TASK DETAILS> Every line in the entries where "that" is found should be copied.

GIVEN DATA>
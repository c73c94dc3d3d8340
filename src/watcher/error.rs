// Keyward — Watcher error types

use thiserror::Error;

use crate::audit::AuditError;
use crate::store::StoreError;
use crate::sync::SyncError;

#[derive(Debug, Error)]
pub enum WatchError {
    #[error("File watch error: {0}")]
    Notify(#[from] notify::Error),

    #[error("Credential file has no parent directory: {0}")]
    NoParent(String),

    #[error("Store error: {0}")]
    Store(#[from] StoreError),

    #[error("Sync error: {0}")]
    Sync(#[from] SyncError),

    #[error("Audit error: {0}")]
    Audit(#[from] AuditError),
}
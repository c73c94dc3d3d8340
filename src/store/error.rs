// Keyward — Store error types

use thiserror::Error;

#[derive(Debug, Error)]
pub enum StoreError {
    #[error("Database error: {0}")]
    Database(#[from] rusqlite::Error),

    #[error("Credential not found: {0}")]
    NotFound(String),

    #[error("Credential file error ({path}): {source}")]
    CredentialFile {
        path: String,
        #[source]
        source: std::io::Error,
    },

    #[error("Value for {0} spans more than one line and cannot be stored")]
    MultiLineValue(String),

    #[error("No pending replacement for credential: {0}")]
    NoPendingReplacement(String),

    #[error("Database lock poisoned")]
    Poisoned,

    #[error("Database not initialized — run `keyward init` first")]
    NotInitialized,

    #[error("Invalid database key — database may be corrupted or key is wrong")]
    InvalidKey,
}
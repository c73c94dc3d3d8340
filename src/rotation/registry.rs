// Keyward — Rotator registry
//
// Provider key → rotator, built once from configuration at startup.
// Adding a provider means registering an implementation, not subclassing.

use std::collections::HashMap;
use std::sync::Arc;

use super::providers::{ApiRotator, ChallengeResponder, HttpValidator, ManualRotator, SessionDriver, SessionRotator};
use super::rotator::{CredentialValidator, ProviderRotator};
use crate::config::{Config, ConfigError, ProviderStrategy};
use crate::context::EngineContext;
use crate::store::CredentialStore;

/// Session drivers available to `session` providers, by driver key.
pub type SessionDrivers = HashMap<String, Arc<dyn SessionDriver>>;

#[derive(Default)]
pub struct RotatorRegistry {
    rotators: HashMap<String, Arc<dyn ProviderRotator>>,
}

impl RotatorRegistry {
    pub fn new() -> Self {
        Self::default()
    }

    pub fn register(&mut self, provider: impl Into<String>, rotator: Arc<dyn ProviderRotator>) {
        self.rotators.insert(provider.into(), rotator);
    }

    pub fn get(&self, provider: &str) -> Option<Arc<dyn ProviderRotator>> {
        self.rotators.get(provider).cloned()
    }

    pub fn providers(&self) -> Vec<String> {
        let mut keys: Vec<String> = self.rotators.keys().cloned().collect();
        keys.sort();
        keys
    }

    pub fn from_config(
        config: &Config,
        ctx: &Arc<EngineContext>,
        store: &Arc<CredentialStore>,
        drivers: &SessionDrivers,
        responder: Arc<dyn ChallengeResponder>,
    ) -> Result<Self, ConfigError> {
        let mut registry = Self::new();

        for provider in &config.providers {
            let validator: Option<Arc<dyn CredentialValidator>> = provider
                .validation
                .clone()
                .map(|v| Arc::new(HttpValidator::new(ctx.http.clone(), v)) as Arc<dyn CredentialValidator>);

            let rotator: Arc<dyn ProviderRotator> = match provider.strategy {
                ProviderStrategy::Api => {
                    let api = provider.api.clone().ok_or(ConfigError::MissingField {
                        provider: provider.key.clone(),
                        field: "base_url",
                    })?;
                    Arc::new(ApiRotator::new(
                        &provider.key,
                        api,
                        ctx.http.clone(),
                        Arc::clone(store),
                        validator,
                    ))
                }
                ProviderStrategy::Session => {
                    let driver_key = provider.driver.clone().unwrap_or_default();
                    let driver = drivers.get(&driver_key).cloned().ok_or_else(|| ConfigError::UnknownDriver {
                        provider: provider.key.clone(),
                        driver: driver_key.clone(),
                    })?;
                    Arc::new(SessionRotator::new(&provider.key, driver, Arc::clone(&responder), validator))
                }
                ProviderStrategy::Manual => Arc::new(ManualRotator::new(
                    &provider.key,
                    provider.instructions.clone(),
                    Arc::clone(&ctx.notifier),
                    Arc::clone(store),
                    validator,
                )),
            };

            tracing::debug!(provider = %provider.key, strategy = %provider.strategy, "Rotator registered");
            registry.register(provider.key.clone(), rotator);
        }

        Ok(registry)
    }
}

#[cfg(test)]
mod tests {
    use super::*;
    use crate::rotation::providers::DeclineChallenges;
    use crate::testing::{loaded_store, RecordingNotifier};

    const PROVIDERS: &str = r#"
[[providers]]
key = "openai"
strategy = "api"
credentials = ["OPENAI_API_KEY"]
admin_credential = "OPENAI_ADMIN_KEY"
base_url = "https://api.openai.com"
create_path = "/v1/keys"

[[providers]]
key = "sendgrid"
strategy = "manual"
credentials = ["SENDGRID_*"]
"#;

    #[tokio::test]
    async fn test_builds_one_rotator_per_provider() {
        let config = Config::from_toml(PROVIDERS).unwrap();
        let ctx = Arc::new(EngineContext::for_tests(Arc::new(RecordingNotifier::default())));
        let (_dir, store) = loaded_store("").await;

        let registry =
            RotatorRegistry::from_config(&config, &ctx, &store, &SessionDrivers::new(), Arc::new(DeclineChallenges))
                .unwrap();

        assert_eq!(registry.providers(), vec!["openai".to_string(), "sendgrid".to_string()]);
        assert_eq!(registry.get("openai").unwrap().strategy(), ProviderStrategy::Api);
        assert_eq!(registry.get("sendgrid").unwrap().strategy(), ProviderStrategy::Manual);
        assert!(registry.get("stripe").is_none());
    }

    #[tokio::test]
    async fn test_unregistered_session_driver_rejected() {
        let config = Config::from_toml(
            r#"
[[providers]]
key = "twilio"
strategy = "session"
credentials = ["TWILIO_*"]
driver = "twilio-console"
"#,
        )
        .unwrap();
        let ctx = Arc::new(EngineContext::for_tests(Arc::new(RecordingNotifier::default())));
        let (_dir, store) = loaded_store("").await;

        let result =
            RotatorRegistry::from_config(&config, &ctx, &store, &SessionDrivers::new(), Arc::new(DeclineChallenges));
        assert!(matches!(result, Err(ConfigError::UnknownDriver { driver, .. }) if driver == "twilio-console"));
    }
}
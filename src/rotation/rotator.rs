// Keyward — Provider rotator contract
//
// Any rotator that can issue and validate a value is usable by the
// scheduler. Strategies differ only in how the new value is obtained.

use std::fmt;

use async_trait::async_trait;
use zeroize::Zeroizing;

use super::RotatorError;
use crate::config::ProviderStrategy;
use crate::store::SecurityTier;

#[derive(Debug, Clone)]
pub struct RotationRequest {
    pub credential_name: String,
    pub provider: String,
    pub tier: SecurityTier,
    /// Provider id of the key being replaced, when known.
    pub current_key_id: Option<String>,
}

/// A freshly issued value that has not been adopted yet.
pub struct IssuedCredential {
    value: Zeroizing<String>,
    pub key_id: Option<String>,
}

impl IssuedCredential {
    pub fn new(value: Zeroizing<String>, key_id: Option<String>) -> Self {
        Self { value, key_id }
    }

    pub fn value(&self) -> &str {
        &self.value
    }
}

impl fmt::Debug for IssuedCredential {
    fn fmt(&self, f: &mut fmt::Formatter<'_>) -> fmt::Result {
        f.debug_struct("IssuedCredential")
            .field("value", &"[REDACTED]")
            .field("key_id", &self.key_id)
            .finish()
    }
}

#[derive(Debug)]
pub enum RotationOutcome {
    Issued(IssuedCredential),
    /// A human will supply the value through `complete_manual_rotation`.
    Pending,
}

/// Identifies the key a revocation should remove.
#[derive(Debug, Clone, Default)]
pub struct RevocationHandle {
    pub key_id: Option<String>,
}

#[derive(Debug, Clone, PartialEq, Eq)]
pub enum RevokeOutcome {
    Revoked,
    /// The provider has no revocation step at all.
    NotSupported,
    /// Revocation was possible in principle but could not be done.
    Skipped(String),
}

#[async_trait]
pub trait ProviderRotator: Send + Sync {
    fn strategy(&self) -> ProviderStrategy;

    async fn rotate(&self, request: &RotationRequest) -> Result<RotationOutcome, RotatorError>;

    /// Live check of a candidate value. `Ok(false)` means the provider
    /// refused it.
    async fn validate(&self, name: &str, candidate: &str) -> Result<bool, RotatorError>;

    async fn revoke(&self, name: &str, handle: &RevocationHandle) -> Result<RevokeOutcome, RotatorError>;

    /// Throw away a value that was issued but never adopted.
    async fn discard(&self, _name: &str, _issued: &IssuedCredential) -> Result<(), RotatorError> {
        Ok(())
    }
}

/// A live validation check, shared by every strategy.
#[async_trait]
pub trait CredentialValidator: Send + Sync {
    async fn validate(&self, name: &str, candidate: &str) -> Result<bool, RotatorError>;
}
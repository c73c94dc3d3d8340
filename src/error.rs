// Keyward — Top-level error types
//
// Aggregates every subsystem's errors into one enum for the application
// boundary (daemon startup and CLI commands).

use thiserror::Error;

#[derive(Debug, Error)]
pub enum KeywardError {
    #[error("Enclave error: {0}")]
    Enclave(#[from] crate::enclave::EnclaveError),

    #[error("Store error: {0}")]
    Store(#[from] crate::store::StoreError),

    #[error("Configuration error: {0}")]
    Config(#[from] crate::config::ConfigError),

    #[error("Audit error: {0}")]
    Audit(#[from] crate::audit::AuditError),

    #[error("Sync error: {0}")]
    Sync(#[from] crate::sync::SyncError),

    #[error("Rotation error: {0}")]
    Rotation(#[from] crate::rotation::RotationError),

    #[error("Watcher error: {0}")]
    Watch(#[from] crate::watcher::WatchError),

    #[error("Gateway error: {0}")]
    Gateway(#[from] crate::gateway::GatewayError),

    #[error("HTTP client error: {0}")]
    Http(#[from] reqwest::Error),

    #[error("IO error: {0}")]
    Io(#[from] std::io::Error),

    #[error("Keyward is not initialized. Run `keyward init` first.")]
    NotInitialized,

    #[error("{0}")]
    Other(String),
}

pub type Result<T> = std::result::Result<T, KeywardError>;
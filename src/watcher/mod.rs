// Keyward — Change Watcher
//
// File events → debounce → one-slot trigger → single-flight reconcile
// worker. The scheduler feeds the same trigger after a completed rotation.

mod debounce;
mod error;
mod file_watcher;
mod trigger;
mod worker;

pub use debounce::debounce;
pub use error::WatchError;
pub use file_watcher::FileWatcher;
pub use trigger::ReconcileTrigger;
pub use worker::{run_reconcile_worker, PassOutcome, Reconciler};
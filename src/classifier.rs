// Keyward — Secret / setting classifier
//
// Pure function over the configured pattern lists. Order of evaluation:
// explicit override, secret patterns, setting patterns. A name that matches
// neither list is treated as a secret. The value is never consulted, so a
// secret-looking name stays a secret whatever it holds.

use std::collections::HashMap;
use std::fmt;

use serde::Serialize;

use crate::config::ConfigError;
use crate::pattern::PatternList;
use crate::store::Classification;

/// Built-in secret indicators.
pub const DEFAULT_SECRET_PATTERNS: &[&str] = &[
    "*_KEY",
    "*_TOKEN",
    "*SECRET*",
    "*PASSWORD*",
    "*PRIVATE_KEY*",
    "*AUTH*",
    "*CREDENTIALS*",
    "*DATABASE_URL*",
    "*MONGO_URI*",
    "*REDIS_URL*",
    "*CONNECTION_STRING*",
    "*DSN*",
];

/// Built-in setting indicators.
pub const DEFAULT_SETTING_PATTERNS: &[&str] = &[
    "PORT",
    "HOST",
    "DEBUG",
    "NODE_ENV",
    "ENVIRONMENT",
    "ENV",
    "TZ",
    "LANG",
    "LOG_LEVEL",
    "*_PORT",
    "*_HOST",
    "*_TIMEOUT",
    "*_LIMIT",
    "*_VERSION",
    "*_NAME",
    "*_REGION",
    "*_ZONE",
    "*_LOCALE",
];

/// Why a name got its classification. Recorded in the audit log.
#[derive(Debug, Clone, PartialEq, Eq, Serialize)]
#[serde(tag = "rule", content = "pattern", rename_all = "snake_case")]
pub enum ClassificationReason {
    Override,
    SecretPattern(String),
    SettingPattern(String),
    /// Matched neither list; resolved to Secret.
    Ambiguous,
}

impl fmt::Display for ClassificationReason {
    fn fmt(&self, f: &mut fmt::Formatter<'_>) -> fmt::Result {
        match self {
            ClassificationReason::Override => write!(f, "explicit override"),
            ClassificationReason::SecretPattern(p) => write!(f, "secret pattern {}", p),
            ClassificationReason::SettingPattern(p) => write!(f, "setting pattern {}", p),
            ClassificationReason::Ambiguous => write!(f, "ambiguous, defaulted to secret"),
        }
    }
}

#[derive(Debug, Clone, PartialEq, Eq, Serialize)]
pub struct Decision {
    pub classification: Classification,
    pub reason: ClassificationReason,
}

#[derive(Debug, Clone)]
pub struct Classifier {
    overrides: HashMap<String, Classification>,
    secret: PatternList,
    setting: PatternList,
}

impl Classifier {
    /// Build a classifier from the defaults extended with configured
    /// patterns. Extra patterns are evaluated after the built-in ones.
    pub fn new(
        overrides: HashMap<String, Classification>,
        extra_secret: &[String],
        extra_setting: &[String],
    ) -> Result<Self, ConfigError> {
        let secret: Vec<&str> = DEFAULT_SECRET_PATTERNS
            .iter()
            .copied()
            .chain(extra_secret.iter().map(String::as_str))
            .collect();
        let setting: Vec<&str> = DEFAULT_SETTING_PATTERNS
            .iter()
            .copied()
            .chain(extra_setting.iter().map(String::as_str))
            .collect();

        Ok(Self {
            overrides,
            secret: PatternList::compile(&secret)?,
            setting: PatternList::compile(&setting)?,
        })
    }

    pub fn with_defaults() -> Result<Self, ConfigError> {
        Self::new(HashMap::new(), &[], &[])
    }

    /// Classify `name`. `explicit_override` wins over configured overrides,
    /// which win over patterns.
    pub fn classify(
        &self,
        name: &str,
        _value: &str,
        explicit_override: Option<Classification>,
    ) -> Classification {
        match explicit_override {
            Some(c) => c,
            None => self.decide(name).classification,
        }
    }

    /// Classification plus the rule that produced it.
    pub fn decide(&self, name: &str) -> Decision {
        if let Some(c) = self.overrides.get(name) {
            return Decision {
                classification: *c,
                reason: ClassificationReason::Override,
            };
        }

        if let Some(p) = self.secret.first_match(name) {
            return Decision {
                classification: Classification::Secret,
                reason: ClassificationReason::SecretPattern(p.to_string()),
            };
        }

        if let Some(p) = self.setting.first_match(name) {
            return Decision {
                classification: Classification::Setting,
                reason: ClassificationReason::SettingPattern(p.to_string()),
            };
        }

        tracing::debug!(credential = %name, "No classification rule matched, treating as secret");
        Decision {
            classification: Classification::Secret,
            reason: ClassificationReason::Ambiguous,
        }
    }
}

// ─── Tests ───────────────────────────────────────────────────────────────────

SOLUTION FOR THIS TASK>
// Any rotator that can issue and validate a value is usable by the
/// A freshly issued value that has not been adopted yet.
    /// Throw away a value that was issued but never adopted.
// explicit override, secret patterns, setting patterns. A name that matches
    /// Classification plus the rule that produced it.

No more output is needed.